With all these world-shaking events taking place, the three women seem most obsessed with making sure that Karen and Sonny -- who foolishly agree to spend their wedding night in his mom's house -- display the marital bedsheet so that everyone in the neighborhood can eyeball the evidence that Karen was a virgin. According to Bella's helpful explanation of this old Italian custom, this means that the stained sheet must be "waving in the wind like a Jap flag" off the back porch. Of course, the young couple is mightily offended by this bizarre suggestion. As a minor plot point, this could have been quirky and interesting. But the playwright keeps gnawing on this silly argument throughout the play, and by the time Bella's moral hypocrisy is revealed near the end, the impact is dissipated.

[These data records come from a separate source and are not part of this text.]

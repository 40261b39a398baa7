//! Chunking result and configuration types

use serde::{Deserialize, Serialize};

/// Default byte increment between boundary probes
pub const DEFAULT_PROBE_STEP: usize = 4096;

/// Chunking engine configuration
#[derive(Debug, Clone, PartialEq, Serialize, Deserialize)]
pub struct ChunkingConfig {
    /// Byte increment used while searching for a byte-chunk boundary (default: 4096)
    #[serde(default = "default_probe_step")]
    pub probe_step: usize,
}

fn default_probe_step() -> usize {
    DEFAULT_PROBE_STEP
}

impl Default for ChunkingConfig {
    fn default() -> Self {
        Self {
            probe_step: DEFAULT_PROBE_STEP,
        }
    }
}

/// Outcome of sequence chunking
#[derive(Debug, Clone, PartialEq)]
pub struct SequenceChunk<T> {
    /// Items accepted into this chunk, in input order
    pub chunk: Vec<T>,

    /// Whether items were left behind
    pub has_more: bool,

    /// Unconsumed items, starting with the first one that did not fit
    pub remainder: Vec<T>,
}

/// Outcome of line-oriented chunking
#[derive(Debug, Clone, PartialEq, Eq)]
pub struct LineChunk {
    /// Accepted lines joined with `\n`
    pub text: String,

    /// Whether lines remain after `next_line`
    pub has_more: bool,

    /// Index of the first line not emitted
    pub next_line: usize,

    /// Number of lines in the whole text
    pub total_lines: usize,
}

impl LineChunk {
    /// Lines remaining after this chunk
    pub fn remaining_lines(&self) -> usize {
        self.total_lines - self.next_line
    }
}

/// Outcome of byte-level chunking
#[derive(Debug, Clone, PartialEq, Eq)]
pub struct ByteChunk {
    /// Decoded content of `[start_offset, next_offset)`
    pub text: String,

    /// Whether bytes remain after `next_offset`
    pub has_more: bool,

    /// Safe offset to resume from
    pub next_offset: usize,

    /// `next_offset - start_offset`
    pub bytes_consumed: usize,

    /// Offset of invalid bytes that ended the scan, once `next_offset` has
    /// reached them; resuming from there can never make progress
    pub malformed_at: Option<usize>,
}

Even against these obstacles, however, a splendid Ensemble cast almost pulls it off. Jean Zarzour is broad but entirely credible as Bella, bullying her family and manipulating her friends, even as she hides her own shameful secret. Her drunk scene in Act Two is woozy and wobbly, with a slicing edge. As the taciturn Mary, Meg Kelly Schroeder is steely yet warm, and she surmounts a highly unbelievable plot contortion to make her dramatically gratuitous revelation at the curtain. Tracey Field is enormously endearing as the slightly dotty Dotty, praying fervently to the statue of the Blessed Mother as she tries to keep the peace between her two pals. Mother-dominated Sonny is given a crisp portrayal by James Savage, and Jennifer Clifford is gracious but unshakable as the put-upon Karen.

Director Lucia Colombi no doubt shares the playwright's interest in presenting positive images of Italian Americans (you mean they're not all related to Paulie Walnuts?). But dialing back the more florid parts, both in words and in performance, would have served that cause better.

About The Author

Christine Howey

Christine Howey has been reviewing theater since 1997, first at Cleveland Free Times and then for other publications including City Pages in Minneapolis, MN and The Plain Dealer. Her blog, Rave and Pan, also features her play reviews. Christine is a former stage actor and director, primarily at Dobama Theatre...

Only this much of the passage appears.